Our computational pipeline was applied to a cohort of 19 patients, representative of the study population in terms of age, sex, CAR22 cell dose, adverse events, and clinical outcomes. A total of 70 samples, including 781,747 cells and 280,449 unique TCR clonotypes, were analyzed by scRNA-seq. Pairwise differential accessibility analyses of bulk ATAC-seq of CAR+ cells from products associated with the development of IEC-HS (n=4) versus not (n=15), identified enrichment of open chromatin regions in genes associated with NF-κB signaling (RELA, NFKB1, RELB); NFAT family members crucial for T cell activation, differentiation, and cytokine production (NFATC1, NFATC2, NFATC3); and the RFX family involved in regulating MHC class II expression (RFX3, RFX4, RFX8). Covarying neighborhood analysis (CNA) identified a region of clonally expanded CD8 T cells from product to peak expansion, 14 days after infusion, associated with IEC-HS. Differential gene expression analyses of these expanded cells revealed significant upregulation of interferon-stimulated genes (ISGs) IFITM1, IFI6, and ISG15. Transcription factor activity analysis showed a marked upregulation of STAT2 activity. When comparing all CD8 T cells at peak expansion between those who developed IEC-HS and those who did not, gene set enrichment analyses (GSEA) revealed both interferon alpha and interferon gamma as the top two pathways upregulated in IEC-HS.

Conclusions

Our results identify CAR22 product attributes associated with developing IEC-HS. Specifically, we identify open chromatin regions in genes associated with NF-κB and NFAT signaling pathways, along with the upregulation of interferon-stimulated genes (ISGs) and STAT2 activity at peak expansion, suggesting a link between chromatin accessibility and interferon signaling. This analysis provides insights into the transcriptional and epigenetic mechanisms underlying the syndrome.

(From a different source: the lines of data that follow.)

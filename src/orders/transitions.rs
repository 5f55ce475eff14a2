use chrono::Utc;
use tracing::{error, info};
use uuid::Uuid;

use crate::error::AppError;
use crate::gateway::events::OutboundEvent;
use crate::models::order::{Order, OrderStatus, StatusHistoryEntry};
use crate::retry::retry_with_backoff;
use crate::state::AppState;
use crate::store::OrderLock;

use OrderStatus::*;

/// Outgoing edges of the order status machine.
pub fn allowed_transitions(from: OrderStatus) -> &'static [OrderStatus] {
    match from {
        Pending => &[Confirmed, Matching, Cancelled, Failed],
        Confirmed => &[Matching, Cancelled, Failed],
        Matching => &[Matched, Confirmed, Cancelled],
        Matched => &[DriverAssigned, PickedUp, InTransit, Cancelled],
        DriverAccepted => &[DriverAssigned, Cancelled],
        DriverAssigned => &[PickedUp, InTransit, Cancelled],
        PickedUp => &[InTransit, Failed],
        InTransit => &[Delivered, Failed],
        Delivered | Cancelled | Failed => &[],
    }
}

pub fn can_transition(from: OrderStatus, to: OrderStatus) -> bool {
    allowed_transitions(from).contains(&to)
}

pub fn can_cancel(status: OrderStatus) -> bool {
    can_transition(status, Cancelled)
}

/// A committed status change, ready to be announced.
#[derive(Debug, Clone)]
pub struct StatusChange {
    pub order: Order,
    pub old_status: OrderStatus,
    pub note: Option<String>,
}

impl StatusChange {
    pub fn event(&self) -> OutboundEvent {
        OutboundEvent::status_changed(&self.order, self.old_status, self.note.clone())
    }
}

/// Moves the locked order to `to`, appends history and, when the order
/// leaves a vehicle-holding state for good, hands the vehicle back.
pub(crate) async fn apply_transition(
    state: &AppState,
    lock: &OrderLock,
    to: OrderStatus,
    note: Option<String>,
) -> Result<StatusChange, AppError> {
    let order_id = lock.order_id();
    let current = state
        .store
        .order(order_id)
        .ok_or_else(|| AppError::order_not_found(order_id))?;

    if !can_transition(current.status, to) {
        return Err(AppError::InvalidStatusTransition {
            from: current.status,
            to,
        });
    }

    if to.holds_vehicle() && current.vehicle_id.is_none() {
        return Err(AppError::InvalidState(format!(
            "order {order_id} has no vehicle assigned, cannot move to {to}"
        )));
    }

    let updated = state.store.update_order(order_id, current.status, |order| {
        order.status = to;
        if !to.holds_vehicle() {
            order.vehicle_id = None;
            order.driver_id = None;
        }
    })?;
    record(state, &updated, current.status, note.clone());

    if to.is_terminal() {
        if let Some(vehicle_id) = current.vehicle_id {
            release_vehicle(state, order_id, vehicle_id).await;
        }
    }

    Ok(StatusChange {
        order: updated,
        old_status: current.status,
        note,
    })
}

/// MATCHING -> MATCHED with the winning vehicle and driver attached.
pub(crate) fn assign_vehicle(
    state: &AppState,
    lock: &OrderLock,
    vehicle_id: Uuid,
    driver_id: Uuid,
    note: String,
) -> Result<StatusChange, AppError> {
    let order_id = lock.order_id();
    let updated = state.store.update_order(order_id, Matching, |order| {
        order.status = Matched;
        order.vehicle_id = Some(vehicle_id);
        order.driver_id = Some(driver_id);
    })?;
    record(state, &updated, Matching, Some(note.clone()));

    Ok(StatusChange {
        order: updated,
        old_status: Matching,
        note: Some(note),
    })
}

/// Best effort: a vehicle that cannot be released is logged for operators.
pub(crate) async fn release_vehicle(state: &AppState, order_id: Uuid, vehicle_id: Uuid) {
    let directory = &state.directory;
    let released = retry_with_backoff(&state.settings.directory_retry, "release vehicle", || {
        directory.release(vehicle_id)
    })
    .await;

    match released {
        Ok(true) => info!(%order_id, %vehicle_id, "vehicle released"),
        Ok(false) => info!(%order_id, %vehicle_id, "vehicle was not assigned, nothing to release"),
        Err(err) => error!(%order_id, %vehicle_id, error = %err, "failed to release vehicle"),
    }
}

fn record(state: &AppState, order: &Order, old_status: OrderStatus, note: Option<String>) {
    state.store.append_history(StatusHistoryEntry {
        order_id: order.id,
        status: order.status,
        note,
        timestamp: Utc::now(),
    });

    info!(
        order_id = %order.id,
        from = %old_status,
        to = %order.status,
        "order status changed"
    );
}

The distinct chromatin landscape of these cells warrants further investigation into the mechanisms and causes. Our results are consistent with current concepts implicating IFNγ in HLH pathophysiology and evidence for activity of interferon-gamma antagonists. Future work is needed to confirm whether these features could provide predictor biomarkers for increased risk of IEC-HS in patients. Overall, these findings offer potential avenues for early detection and further targeted intervention, with the goal to improve the safety of CAR T cell therapies.